--- Records shown ---

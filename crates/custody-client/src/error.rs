//! Client error types.

use custody_proto::{Opcode, ProtocolError, Pubkey};
use thiserror::Error;

/// Errors from client operations.
#[derive(Debug, Error)]
pub enum ClientError {
    /// Material id is empty or too long.
    #[error("invalid material id: {reason}")]
    InvalidMaterialId {
        /// Why the id was rejected.
        reason: String,
    },

    /// A write needs the record's sequence, but the record was never fetched.
    #[error("record {record} not fetched yet")]
    UnknownRecord {
        /// The record address.
        record: Pubkey,
    },

    /// A reply arrived for a request that is not pending (already answered
    /// or timed out).
    #[error("no pending request {request_id}")]
    UnknownRequest {
        /// Request id echoed by the reply.
        request_id: u64,
    },

    /// The reply body does not answer the request it names.
    #[error("unexpected {opcode:?} reply to request {request_id}")]
    UnexpectedReply {
        /// Request being answered.
        request_id: u64,
        /// Opcode of the reply.
        opcode: Opcode,
    },

    /// Frame parsing or validation failed.
    #[error("invalid frame: {reason}")]
    InvalidFrame {
        /// Description of the frame error.
        reason: String,
    },

    /// An outgoing request could not be encoded.
    #[error("protocol error: {0}")]
    Protocol(#[from] ProtocolError),
}

impl ClientError {
    /// Returns true if this error is fatal (unrecoverable).
    ///
    /// Fatal errors mean the server spoke the protocol wrongly or the client
    /// built a request it cannot send. Everything else is a caller mistake
    /// or a late reply and can be recovered by fetching or retrying.
    pub fn is_fatal(&self) -> bool {
        match self {
            Self::InvalidFrame { .. } | Self::UnexpectedReply { .. } | Self::Protocol(_) => true,

            Self::InvalidMaterialId { .. }
            | Self::UnknownRecord { .. }
            | Self::UnknownRequest { .. } => false,
        }
    }
}
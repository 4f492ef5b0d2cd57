//! Keypair files.
//!
//! A keypair file is a JSON array of 64 byte values: the ed25519 secret
//! seed followed by the public key.

use std::{
    fs::{self, OpenOptions},
    io::Write,
    path::Path,
};

use anyhow::{Context, Result, anyhow, bail};
use custody_crypto::Keypair;

/// Read the keypair at `path`.
pub fn load(path: &Path) -> Result<Keypair> {
    let text =
        fs::read_to_string(path).with_context(|| format!("reading keypair {}", path.display()))?;
    let bytes: Vec<u8> = serde_json::from_str(&text)
        .with_context(|| format!("{} is not a JSON byte array", path.display()))?;

    Keypair::from_bytes(&bytes).with_context(|| format!("invalid keypair in {}", path.display()))
}

/// Read the keypair at `path`, generating and saving a new one if the file
/// does not exist.
pub fn load_or_generate(path: &Path) -> Result<Keypair> {
    if path.exists() {
        return load(path);
    }

    let keypair = generate()?;
    save(path, &keypair)?;
    tracing::info!("Generated keypair {} at {}", keypair.pubkey(), path.display());
    Ok(keypair)
}

/// Generate a keypair from OS randomness.
pub fn generate() -> Result<Keypair> {
    let mut seed = [0u8; 32];
    getrandom::fill(&mut seed).map_err(|e| anyhow!("OS randomness unavailable: {e}"))?;
    Ok(Keypair::from_seed(seed))
}

/// Write `keypair` to `path`. Refuses to replace an existing file unless
/// `overwrite` is set.
pub fn write(path: &Path, keypair: &Keypair, overwrite: bool) -> Result<()> {
    if path.exists() && !overwrite {
        bail!("{} already exists (use --force to replace it)", path.display());
    }
    save(path, keypair)
}

fn save(path: &Path, keypair: &Keypair) -> Result<()> {
    if let Some(parent) = path.parent().filter(|p| !p.as_os_str().is_empty()) {
        fs::create_dir_all(parent)
            .with_context(|| format!("creating directory {}", parent.display()))?;
    }

    let mut options = OpenOptions::new();
    options.write(true).create(true).truncate(true);
    #[cfg(unix)]
    {
        use std::os::unix::fs::OpenOptionsExt;
        options.mode(0o600);
    }

    let json = serde_json::to_string(&keypair.to_bytes().to_vec())?;
    let mut file =
        options.open(path).with_context(|| format!("creating keypair {}", path.display()))?;

    // The mode only applies to new files; an overwritten file keeps its old bits.
    #[cfg(unix)]
    {
        use std::os::unix::fs::PermissionsExt;
        file.set_permissions(fs::Permissions::from_mode(0o600))
            .with_context(|| format!("restricting permissions of {}", path.display()))?;
    }

    file.write_all(json.as_bytes())
        .with_context(|| format!("writing keypair {}", path.display()))?;
    Ok(())
}
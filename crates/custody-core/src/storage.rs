//! Storage abstraction for custody records.
//!
//! The program never touches storage directly. It reads through `&impl
//! Storage` and returns actions that the driver applies. Implementations use
//! interior mutability so a single handle can be shared between the driver
//! and tests.
//!
//! # Invariants
//!
//! - No sequence regression: a stored record's `last_sequence` is the
//!   existing value or one past it, and new records start at 0
//! - Atomic transfers: `commit_transfer` writes the record and its history
//!   entry together or not at all
//! - Gap-free history: history entry `n` is only accepted after `n - 1`
//! - Counted registrations: a signer entry's `sequence` starts at 1 and
//!   advances by one per re-registration
//! - Sorted listings: `list_records` and `list_signers` return entries in
//!   ascending key order

use std::{
    collections::BTreeMap,
    ops::Bound,
    sync::{Arc, Mutex, RwLock},
};

use custody_proto::{Pubkey, SignerEntry, TransferRecord};
use rand::{Rng, SeedableRng, rngs::StdRng};

use crate::record::{MaterialRecord, RECORD_SIZE};

/// Errors from storage operations.
#[derive(Debug, Clone, PartialEq, Eq, thiserror::Error)]
pub enum StorageError {
    /// History entry does not follow the latest stored one.
    #[error("history conflict: expected sequence {expected}, got {got}")]
    Conflict {
        /// Sequence the store would accept next
        expected: u64,
        /// Sequence that was offered
        got: u64,
    },

    /// Stored bytes could not be decoded.
    #[error("corrupt record: {0}")]
    Corrupt(String),

    /// Backend failure (possibly transient).
    #[error("storage I/O error: {0}")]
    Io(String),
}

impl StorageError {
    /// Whether retrying the same operation may succeed.
    pub fn is_transient(&self) -> bool {
        matches!(self, Self::Io(_))
    }
}

/// Persistent state of the custody program.
pub trait Storage: Send + Sync {
    /// Load the record at `address`, if it exists.
    fn load_record(&self, address: &Pubkey) -> Result<Option<MaterialRecord>, StorageError>;

    /// Create or overwrite the record at `address`.
    ///
    /// # Errors
    ///
    /// `StorageError::Conflict` if the record's sequence would regress or
    /// skip, or a new record does not start at 0.
    fn store_record(&self, address: &Pubkey, record: &MaterialRecord) -> Result<(), StorageError>;

    /// Up to `limit` records in ascending address order.
    fn list_records(&self, limit: usize) -> Result<Vec<(Pubkey, MaterialRecord)>, StorageError>;

    /// Store `record` and append `transfer` to its history in one step.
    ///
    /// # Errors
    ///
    /// `StorageError::Conflict` if `transfer.sequence` is not one past the
    /// latest history entry. Nothing is written in that case.
    fn commit_transfer(
        &self,
        address: &Pubkey,
        record: &MaterialRecord,
        transfer: &TransferRecord,
    ) -> Result<(), StorageError>;

    /// Up to `limit` history entries with `sequence >= from_sequence`.
    fn load_transfers(
        &self,
        address: &Pubkey,
        from_sequence: u64,
        limit: usize,
    ) -> Result<Vec<TransferRecord>, StorageError>;

    /// Sequence of the newest history entry, `None` if there is none.
    fn latest_transfer_sequence(&self, address: &Pubkey) -> Result<Option<u64>, StorageError>;

    /// Load the registry entry for `pubkey`, if it exists.
    fn load_signer(&self, pubkey: &Pubkey) -> Result<Option<SignerEntry>, StorageError>;

    /// Register `entry`, replacing any previous role for the same key.
    ///
    /// # Errors
    ///
    /// `StorageError::Conflict` if `entry.sequence` is not one past the
    /// stored entry's (1 for a new key).
    fn store_signer(&self, entry: &SignerEntry) -> Result<(), StorageError>;

    /// Up to `limit` signers with keys strictly after `after`, in ascending
    /// key order.
    fn list_signers(
        &self,
        after: Option<&Pubkey>,
        limit: usize,
    ) -> Result<Vec<SignerEntry>, StorageError>;
}

#[derive(Debug, Default)]
struct MemoryState {
    records: BTreeMap<Pubkey, [u8; RECORD_SIZE]>,
    transfers: BTreeMap<Pubkey, Vec<TransferRecord>>,
    signers: BTreeMap<Pubkey, SignerEntry>,
}

/// In-memory storage.
///
/// Records are kept in their encoded form so every load exercises the
/// stored layout. Clones share state.
#[derive(Debug, Clone, Default)]
pub struct MemoryStorage {
    state: Arc<RwLock<MemoryState>>,
}

impl MemoryStorage {
    /// Create empty storage.
    pub fn new() -> Self {
        Self::default()
    }

    /// Number of stored records.
    pub fn record_count(&self) -> usize {
        self.state.read().map(|s| s.records.len()).unwrap_or(0)
    }

    /// Number of history entries across all records.
    pub fn total_transfer_count(&self) -> usize {
        self.state.read().map(|s| s.transfers.values().map(Vec::len).sum()).unwrap_or(0)
    }

    /// Overwrite the raw stored image of a record.
    ///
    /// Used by tests to simulate on-disk corruption.
    pub fn store_raw(
        &self,
        address: &Pubkey,
        bytes: [u8; RECORD_SIZE],
    ) -> Result<(), StorageError> {
        let mut state = self.write()?;
        state.records.insert(*address, bytes);
        Ok(())
    }

    fn read(&self) -> Result<std::sync::RwLockReadGuard<'_, MemoryState>, StorageError> {
        self.state.read().map_err(|_| StorageError::Io("storage lock poisoned".to_string()))
    }

    fn write(&self) -> Result<std::sync::RwLockWriteGuard<'_, MemoryState>, StorageError> {
        self.state.write().map_err(|_| StorageError::Io("storage lock poisoned".to_string()))
    }
}

impl Storage for MemoryStorage {
    fn load_record(&self, address: &Pubkey) -> Result<Option<MaterialRecord>, StorageError> {
        let state = self.read()?;
        state.records.get(address).map(|bytes| MaterialRecord::decode(bytes)).transpose()
    }

    fn store_record(&self, address: &Pubkey, record: &MaterialRecord) -> Result<(), StorageError> {
        let mut state = self.write()?;
        check_sequence(state.records.get(address), record)?;
        state.records.insert(*address, record.encode());
        Ok(())
    }

    fn list_records(&self, limit: usize) -> Result<Vec<(Pubkey, MaterialRecord)>, StorageError> {
        let state = self.read()?;
        state
            .records
            .iter()
            .take(limit)
            .map(|(address, bytes)| Ok((*address, MaterialRecord::decode(bytes)?)))
            .collect()
    }

    fn commit_transfer(
        &self,
        address: &Pubkey,
        record: &MaterialRecord,
        transfer: &TransferRecord,
    ) -> Result<(), StorageError> {
        let mut state = self.write()?;

        if record.last_sequence != transfer.sequence {
            return Err(StorageError::Conflict {
                expected: record.last_sequence,
                got: transfer.sequence,
            });
        }
        check_sequence(state.records.get(address), record)?;

        let history = state.transfers.entry(*address).or_default();
        let expected = history.last().map_or(1, |t| t.sequence + 1);
        if transfer.sequence != expected {
            return Err(StorageError::Conflict { expected, got: transfer.sequence });
        }

        history.push(transfer.clone());
        state.records.insert(*address, record.encode());
        Ok(())
    }

    fn load_transfers(
        &self,
        address: &Pubkey,
        from_sequence: u64,
        limit: usize,
    ) -> Result<Vec<TransferRecord>, StorageError> {
        let state = self.read()?;
        let Some(history) = state.transfers.get(address) else {
            return Ok(Vec::new());
        };

        Ok(history.iter().filter(|t| t.sequence >= from_sequence).take(limit).cloned().collect())
    }

    fn latest_transfer_sequence(&self, address: &Pubkey) -> Result<Option<u64>, StorageError> {
        let state = self.read()?;
        Ok(state.transfers.get(address).and_then(|h| h.last()).map(|t| t.sequence))
    }

    fn load_signer(&self, pubkey: &Pubkey) -> Result<Option<SignerEntry>, StorageError> {
        let state = self.read()?;
        Ok(state.signers.get(pubkey).cloned())
    }

    fn store_signer(&self, entry: &SignerEntry) -> Result<(), StorageError> {
        let mut state = self.write()?;

        let current = state.signers.get(&entry.pubkey).map_or(0, |e| e.sequence);
        if Some(entry.sequence) != current.checked_add(1) {
            return Err(StorageError::Conflict {
                expected: current.saturating_add(1),
                got: entry.sequence,
            });
        }

        state.signers.insert(entry.pubkey, entry.clone());
        Ok(())
    }

    fn list_signers(
        &self,
        after: Option<&Pubkey>,
        limit: usize,
    ) -> Result<Vec<SignerEntry>, StorageError> {
        let state = self.read()?;
        let start = after.map_or(Bound::Unbounded, Bound::Excluded);
        Ok(state
            .signers
            .range((start, Bound::Unbounded))
            .take(limit)
            .map(|(_, entry)| entry.clone())
            .collect())
    }
}

fn check_sequence(
    existing: Option<&[u8; RECORD_SIZE]>,
    record: &MaterialRecord,
) -> Result<(), StorageError> {
    let got = record.last_sequence;
    match existing {
        None if got != 0 => Err(StorageError::Conflict { expected: 0, got }),
        None => Ok(()),
        Some(bytes) => {
            let current = MaterialRecord::decode(bytes)?.last_sequence;
            if got == current || Some(got) == current.checked_add(1) {
                Ok(())
            } else {
                Err(StorageError::Conflict { expected: current.saturating_add(1), got })
            }
        },
    }
}

/// Storage wrapper that fails operations at random.
///
/// Each call fails with `StorageError::Io` with probability `failure_rate`
/// before reaching the inner storage, so a failed write never partially
/// applies. The RNG is seeded for reproducible fault schedules.
#[derive(Debug)]
pub struct ChaoticStorage<S> {
    inner: S,
    failure_rate: f64,
    rng: Mutex<StdRng>,
}

impl<S: Storage> ChaoticStorage<S> {
    /// Wrap `inner`, failing a `failure_rate` fraction of calls.
    ///
    /// The rate is clamped to `0.0..=1.0`; NaN disables failures.
    pub fn new(inner: S, failure_rate: f64, seed: u64) -> Self {
        let failure_rate = if failure_rate.is_nan() { 0.0 } else { failure_rate.clamp(0.0, 1.0) };
        Self { inner, failure_rate, rng: Mutex::new(StdRng::seed_from_u64(seed)) }
    }

    /// The wrapped storage.
    pub fn inner(&self) -> &S {
        &self.inner
    }

    fn maybe_fail(&self, op: &str) -> Result<(), StorageError> {
        let mut rng =
            self.rng.lock().map_err(|_| StorageError::Io("chaos rng poisoned".to_string()))?;
        if rng.gen_bool(self.failure_rate) {
            return Err(StorageError::Io(format!("injected failure in {op}")));
        }
        Ok(())
    }
}

impl<S: Storage> Storage for ChaoticStorage<S> {
    fn load_record(&self, address: &Pubkey) -> Result<Option<MaterialRecord>, StorageError> {
        self.maybe_fail("load_record")?;
        self.inner.load_record(address)
    }

    fn store_record(&self, address: &Pubkey, record: &MaterialRecord) -> Result<(), StorageError> {
        self.maybe_fail("store_record")?;
        self.inner.store_record(address, record)
    }

    fn list_records(&self, limit: usize) -> Result<Vec<(Pubkey, MaterialRecord)>, StorageError> {
        self.maybe_fail("list_records")?;
        self.inner.list_records(limit)
    }

    fn commit_transfer(
        &self,
        address: &Pubkey,
        record: &MaterialRecord,
        transfer: &TransferRecord,
    ) -> Result<(), StorageError> {
        self.maybe_fail("commit_transfer")?;
        self.inner.commit_transfer(address, record, transfer)
    }

    fn load_transfers(
        &self,
        address: &Pubkey,
        from_sequence: u64,
        limit: usize,
    ) -> Result<Vec<TransferRecord>, StorageError> {
        self.maybe_fail("load_transfers")?;
        self.inner.load_transfers(address, from_sequence, limit)
    }

    fn latest_transfer_sequence(&self, address: &Pubkey) -> Result<Option<u64>, StorageError> {
        self.maybe_fail("latest_transfer_sequence")?;
        self.inner.latest_transfer_sequence(address)
    }

    fn load_signer(&self, pubkey: &Pubkey) -> Result<Option<SignerEntry>, StorageError> {
        self.maybe_fail("load_signer")?;
        self.inner.load_signer(pubkey)
    }

    fn store_signer(&self, entry: &SignerEntry) -> Result<(), StorageError> {
        self.maybe_fail("store_signer")?;
        self.inner.store_signer(entry)
    }

    fn list_signers(
        &self,
        after: Option<&Pubkey>,
        limit: usize,
    ) -> Result<Vec<SignerEntry>, StorageError> {
        self.maybe_fail("list_signers")?;
        self.inner.list_signers(after, limit)
    }
}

---

Work task:
Going through the data above, return each line with the word "UnknownRequest".

Exercise solution:
    UnknownRequest {
            | Self::UnknownRequest { .. } => false,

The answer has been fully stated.